Legislature hears pitch to save house

05/13/2010 12:00 AM |

Ian Toy stands outside the Helen Keller house in Southold earlier this month.

Ian Toy, the Southold eighth-grader who has spearheaded an effort to save what has become known as the Helen Keller house near Cedar Beach, took his mission to Hauppauge on Tuesday.

The 13-year-old took the day off from school to address the entire Suffolk County Legislature, arguing his case that the long-neglected county-owned house — where Helen Keller and her teacher, Annie Sullivan, may have spent their last summer together, in 1936 — should be saved from demolition.

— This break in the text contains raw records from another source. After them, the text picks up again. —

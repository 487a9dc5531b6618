// SPDX-License-Identifier: Apache-2.0
// Copyright 2025 itsakeyfut
//
// Licensed under the Apache License, Version 2.0 (the "License");
// you may not use this file except in compliance with the License.
// You may obtain a copy of the License at
//
//     http://www.apache.org/licenses/LICENSE-2.0
//
// Unless required by applicable law or agreed to in writing, software
// distributed under the License is distributed on an "AS IS" BASIS,
// WITHOUT WARRANTIES OR CONDITIONS OF ANY KIND, either express or implied.
// See the License for the specific language governing permissions and
// limitations under the License.

//! Directory records and iteration

use chrono::NaiveDateTime;
use serde::Serialize;

use super::records::DirectoryRecord;
use crate::core::cdrom::{Position, MAX_LBA, SECTOR_SIZE};

/// A file or directory located on disc
#[derive(Debug, Clone, PartialEq, Eq, Serialize)]
pub struct CdFile {
    /// Name with version suffix (`.` and `..` for the markers)
    pub name: String,
    /// Position of the first sector
    pub pos: Position,
    /// Size in bytes
    pub size: u32,
    /// True for directories
    pub is_dir: bool,
    /// Recording date
    pub recorded: Option<NaiveDateTime>,
}

impl CdFile {
    pub(super) fn from_record(record: &DirectoryRecord) -> Self {
        Self {
            name: record.display_name(),
            pos: Position::from_lba(record.extent as i32),
            size: record.size,
            is_dir: record.is_dir(),
            recorded: record.recorded,
        }
    }

    /// LBA of the first sector
    pub fn lba(&self) -> i32 {
        self.pos.to_lba()
    }

    /// Number of sectors the file occupies
    pub fn sectors(&self) -> usize {
        (self.size as usize).div_ceil(SECTOR_SIZE)
    }
}

/// Decode the record at `*pos` and advance past it
///
/// A zero byte after the record is sector padding: the cursor snaps to the
/// next sector boundary. Iteration ends at `len`, at a zero record (some
/// authoring tools end directories early this way) or at a malformed one.
/// A record whose extent lies past the end of a disc counts as malformed.
pub(super) fn next_record(data: &[u8], len: usize, pos: &mut usize) -> Option<DirectoryRecord> {
    let end = len.min(data.len());
    if *pos >= end || data[*pos] == 0 {
        return None;
    }
    let record = DirectoryRecord::parse(&data[*pos..end])
        .filter(|r| i64::from(r.extent) <= i64::from(MAX_LBA));
    let Some(record) = record else {
        log::warn!("ISO: malformed directory record at offset {}", *pos);
        *pos = end;
        return None;
    };
    *pos += record.length;
    if data.get(*pos) == Some(&0) {
        *pos = pos.next_multiple_of(SECTOR_SIZE);
    }
    Some(record)
}

/// Open directory
///
/// Owns a copy of the directory extent taken when it was opened, so it is
/// unaffected by later lookups. Yields [`CdFile`]s in on-disc order;
/// subdirectories of non-root directories are preceded by `.` and `..`.
///
/// # Example
///
/// ```
/// use psrx_cdfs::core::cdrom::CdDriver;
/// use psrx_cdfs::core::config::DriverConfig;
/// use psrx_cdfs::core::iso::IsoFs;
/// use psrx_cdfs::core::sim::{IsoBuilder, SimDrive};
///
/// let disc = IsoBuilder::new().file("DATA/A.BIN", vec![0; 10]).build().into_disc();
/// let mut cd = CdDriver::new(SimDrive::with_disc(disc), DriverConfig::default());
/// cd.init()?;
/// let mut fs = IsoFs::new(cd);
///
/// let dir = fs.open_dir("\\DATA")?;
/// let names: Vec<String> = dir.map(|f| f.name).collect();
/// assert_eq!(names, [".", "..", "A.BIN;1"]);
/// # Ok::<(), psrx_cdfs::CdRomError>(())
/// ```
#[derive(Debug, Clone)]
pub struct CdDir {
    data: Vec<u8>,
    pos: usize,
}

impl CdDir {
    /// Wrap a directory extent cut to its recorded length
    pub(super) fn new(data: Vec<u8>, is_root: bool) -> Self {
        let mut dir = Self { data, pos: 0 };
        if is_root {
            // The root lists no . and .. entries
            for _ in 0..2 {
                next_record(&dir.data, dir.data.len(), &mut dir.pos);
            }
        }
        dir
    }

    /// Read the next entry
    pub fn read(&mut self) -> Option<CdFile> {
        self.next()
    }

    /// Close the directory
    pub fn close(self) {}
}

impl Iterator for CdDir {
    type Item = CdFile;

    fn next(&mut self) -> Option<CdFile> {
        next_record(&self.data, self.data.len(), &mut self.pos).map(|r| CdFile::from_record(&r))
    }
}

“We have a responsibility to preserve what’s left of our history and pass it on,” he said. “How do we want to be remembered? I want to be remembered as someone who took care of my community and contributed to preserving our past.”

Ian, who is intensely interested in the Bavarian-style architecture of the 1920s structure, also made the lawmakers aware of the strong public support he has gathered in only a little over a month since he began his crusade to save the dilapidated house on county parkland.

A “Save the Helen Keller House” Facebook group has attracted more than 1,300 members, and an online petition site has nearly 600 signatures from people all over the world. The Southold Town Board and the Landmark Preservation Committee have given preliminary approval for adding the house to the town’s landmark preservation list.

Most recently, Ms. Keller’s great-niece, Keller J. Thompson, and David Richenthal, producer of the Broadway play “The Miracle Worker,” have contacted Ian offering their support.

“I know I’m only 13,” Ian told the legislature. “But someday, I would like to have my family be able to go down to Cedar Beach and visit the Helen Keller house.”

County Legislator Ed Romaine, who is backing Ian’s efforts, commended him on his presentation. But right now, Mr. Romaine said, the project is in “legislative limbo.”

“The county has owned it for 50 years, and the county has neglected it for 50 years — that is why it fell apart,” Mr. Romaine said on Wednesday. “And it’s been slated for demolition for years, and that was so expensive, they didn’t want to do that either. It’s the county’s responsibility to do something now.”

Mr. Romaine said he is currently looking at the capital budget and at the hotel-motel tax — which includes funding for historic preservation — to provide money for an engineer to “come out and see what needs to be done and to stabilize the house.”

His first priority, he said, is to “beat back the parks department and the bulldozers” by appealing to County Executive Steve Levy. Mr. Romaine said that a representative from the Long Island Power Authority inspected the site on Tuesday to see if all the connections were off in preparation for demolition, which is scheduled for this summer.

“We’re in a race against time,” he said.